Poonam Rani   v. State Of Uttar Pradesh   (2021) is a decision of the Allahabad High Court. The Court noted that the Constitutional Court has a duty  to monitor and observe the Constitutional morality as well as the rights of the citizens which are under threat only on account of the sexual orientation. The Court directed the appropriate Police Personnel to provide necessary protection and ensure that no harassment is caused to them.

Background 
The petitioners claimed that they are voluntarily living together on account of their sexual orientation. They are living in a "live-in-relationship" for a couple of years.
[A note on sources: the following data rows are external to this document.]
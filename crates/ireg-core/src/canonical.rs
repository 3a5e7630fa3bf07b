//! # Canonical Serialization
//!
//! `CanonicalBytes` is the only construction path for bytes that are hashed
//! anywhere in the registry (today: audit record digests).
//!
//! ## Security Invariant
//!
//! The inner field is private. The only constructor applies the coercion
//! rules below before serialization, so two structurally equal values always
//! produce the same bytes and therefore the same digest:
//!
//! 1. **Reject floats** — counters and sequence numbers are integers.
//! 2. **Sorted keys** — `serde_json::Map` is ordered, so objects serialize
//!    with lexicographically sorted keys.
//! 3. **Compact separators** — no whitespace between tokens.

use serde::Serialize;
use serde_json::Value;

use crate::error::CanonicalizationError;

/// Bytes produced exclusively by canonical serialization.
///
/// # Invariants
///
/// - The only constructor is `CanonicalBytes::new()`.
/// - No float values.
/// - Object keys are sorted; separators are compact.
#[derive(Debug, Clone, PartialEq, Eq, Hash)]
pub struct CanonicalBytes(Vec<u8>);

impl CanonicalBytes {
    /// Construct canonical bytes from any serializable value.
    ///
    /// # Errors
    ///
    /// Returns `CanonicalizationError::FloatRejected` if the value contains
    /// float numbers, or `SerializationFailed` if serialization fails.
    pub fn new(obj: &impl Serialize) -> Result<Self, CanonicalizationError> {
        let value = serde_json::to_value(obj)?;
        let coerced = coerce_json_value(value)?;
        Ok(Self(serde_json::to_vec(&coerced)?))
    }

    /// Access the canonical bytes for digest computation.
    pub fn as_bytes(&self) -> &[u8] {
        &self.0
    }
}

impl AsRef<[u8]> for CanonicalBytes {
    fn as_ref(&self) -> &[u8] {
        &self.0
    }
}

/// Recursively validate and rebuild a JSON value under the canonical rules.
fn coerce_json_value(value: Value) -> Result<Value, CanonicalizationError> {
    match value {
        Value::Number(n) => {
            if let Some(f) = n.as_f64() {
                if n.is_f64() && !n.is_i64() && !n.is_u64() {
                    return Err(CanonicalizationError::FloatRejected(f));
                }
            }
            Ok(Value::Number(n))
        }
        Value::Object(map) => {
            let mut coerced = serde_json::Map::new();
            for (k, v) in map {
                coerced.insert(k, coerce_json_value(v)?);
            }
            Ok(Value::Object(coerced))
        }
        Value::Array(arr) => {
            let coerced: Result<Vec<_>, _> = arr.into_iter().map(coerce_json_value).collect();
            Ok(Value::Array(coerced?))
        }
        other => Ok(other),
    }
}
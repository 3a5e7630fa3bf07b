//! # Role Store
//!
//! The administrator and platform-wallet sets. Membership may overlap; the
//! two sets are independent.
//!
//! Checks (`check_add`, `check_remove`) are split from the mutations
//! (`insert`, `remove`) so the façade can validate a call completely before
//! touching anything.

use std::collections::BTreeSet;

use ireg_core::Principal;
use serde::{Deserialize, Serialize};

use crate::error::RegistryError;
use crate::role::Role;

/// The two role sets.
#[derive(Debug, Clone, Default, PartialEq, Eq, Serialize, Deserialize)]
pub struct RoleStore {
    admins: BTreeSet<Principal>,
    platform_wallets: BTreeSet<Principal>,
}

impl RoleStore {
    /// An empty store.
    pub fn new() -> Self {
        Self::default()
    }

    fn set(&self, role: Role) -> &BTreeSet<Principal> {
        match role {
            Role::Admin => &self.admins,
            Role::PlatformWallet => &self.platform_wallets,
        }
    }

    fn set_mut(&mut self, role: Role) -> &mut BTreeSet<Principal> {
        match role {
            Role::Admin => &mut self.admins,
            Role::PlatformWallet => &mut self.platform_wallets,
        }
    }

    /// Whether `principal` holds `role`.
    pub fn has_role(&self, principal: &Principal, role: Role) -> bool {
        self.set(role).contains(principal)
    }

    /// Whether `principal` is an administrator.
    pub fn is_admin(&self, principal: &Principal) -> bool {
        self.has_role(principal, Role::Admin)
    }

    /// Whether `principal` is a platform wallet.
    pub fn is_platform_wallet(&self, principal: &Principal) -> bool {
        self.has_role(principal, Role::PlatformWallet)
    }

    /// Members of `role` in sorted order.
    pub fn members(&self, role: Role) -> impl Iterator<Item = &Principal> {
        self.set(role).iter()
    }

    /// Number of members of `role`.
    pub fn count(&self, role: Role) -> usize {
        self.set(role).len()
    }

    /// Validate adding `target` to `role`.
    pub fn check_add(&self, role: Role, target: &Principal) -> Result<(), RegistryError> {
        if self.has_role(target, role) {
            return Err(RegistryError::DuplicateMembership {
                role,
                member: target.clone(),
            });
        }
        Ok(())
    }

    /// Validate removing `target` from `role` on behalf of `caller`.
    ///
    /// Membership is checked before self-removal, so an admin naming a
    /// principal that is not an admin gets `MissingMembership` even when the
    /// name is its own (impossible for an authorized admin, but the order is
    /// fixed regardless).
    pub fn check_remove(
        &self,
        role: Role,
        caller: &Principal,
        target: &Principal,
    ) -> Result<(), RegistryError> {
        if !self.has_role(target, role) {
            return Err(RegistryError::MissingMembership {
                role,
                member: target.clone(),
            });
        }
        if role == Role::Admin && caller == target {
            return Err(RegistryError::SelfRemoval {
                admin: caller.clone(),
            });
        }
        Ok(())
    }

    /// Add `member` to `role`. Returns whether it was newly inserted.
    pub fn insert(&mut self, role: Role, member: Principal) -> bool {
        self.set_mut(role).insert(member)
    }

    /// Remove `member` from `role`. Returns whether it was present.
    pub fn remove(&mut self, role: Role, member: &Principal) -> bool {
        self.set_mut(role).remove(member)
    }
}

#[cfg(test)]
mod tests {
    use super::*;

    fn p(s: &str) -> Principal {
        Principal::new(s).unwrap()
    }

    fn with_admin(a: &str) -> RoleStore {
        let mut s = RoleStore::new();
        s.insert(Role::Admin, p(a));
        s
    }

    #[test]
    fn empty_store_has_no_members() {
        let s = RoleStore::new();
        assert!(!s.is_admin(&p("a0")));
        assert!(!s.is_platform_wallet(&p("a0")));
        assert_eq!(s.count(Role::Admin), 0);
    }

    #[test]
    fn duplicate_add_rejected() {
        let s = with_admin("a0");
        assert_eq!(
            s.check_add(Role::Admin, &p("a0")),
            Err(RegistryError::DuplicateMembership {
                role: Role::Admin,
                member: p("a0"),
            })
        );
        assert!(s.check_add(Role::PlatformWallet, &p("a0")).is_ok());
    }

    #[test]
    fn admin_cannot_remove_self() {
        let mut s = with_admin("a0");
        s.insert(Role::Admin, p("a1"));
        assert_eq!(
            s.check_remove(Role::Admin, &p("a0"), &p("a0")),
            Err(RegistryError::SelfRemoval { admin: p("a0") })
        );
        assert!(s.check_remove(Role::Admin, &p("a0"), &p("a1")).is_ok());
    }

    #[test]
    fn remove_missing_member_rejected() {
        let s = with_admin("a0");
        let err = s
            .check_remove(Role::PlatformWallet, &p("a0"), &p("w1"))
            .unwrap_err();
        assert!(matches!(err, RegistryError::MissingMembership { .. }));
    }

    #[test]
    fn platform_wallet_removal_has_no_self_guard() {
        let mut s = with_admin("a0");
        s.insert(Role::PlatformWallet, p("a0"));
        assert!(s.check_remove(Role::PlatformWallet, &p("a0"), &p("a0")).is_ok());
    }

    #[test]
    fn insert_and_remove_report_change() {
        let mut s = RoleStore::new();
        assert!(s.insert(Role::PlatformWallet, p("w1")));
        assert!(!s.insert(Role::PlatformWallet, p("w1")));
        assert!(s.remove(Role::PlatformWallet, &p("w1")));
        assert!(!s.remove(Role::PlatformWallet, &p("w1")));
    }

    #[test]
    fn members_are_sorted() {
        let mut s = RoleStore::new();
        s.insert(Role::Admin, p("b"));
        s.insert(Role::Admin, p("a"));
        let names: Vec<&str> = s.members(Role::Admin).map(Principal::as_str).collect();
        assert_eq!(names, vec!["a", "b"]);
    }
}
They claimed that their relationship is facing resistance from the family members and the immediate society.

Judgment 
The court relied on the principles laid down by the Supreme Court of India in the Navtej Singh Johar v. Union of India case that any kind of discrimination based on the sexual orientation of a person is unconstitutional. In the case, Supreme Court ruled the sexual orientation is an intrinsic element of liberty, dignity, privacy, individual autonomy and equality, and the intimacy between consenting adults of the same sex is beyond the legitimate interests of the state. Additionally, the Court relied on the judgement in the case of Sultana Mirza v. State of Uttar Pradesh to make the ruling.  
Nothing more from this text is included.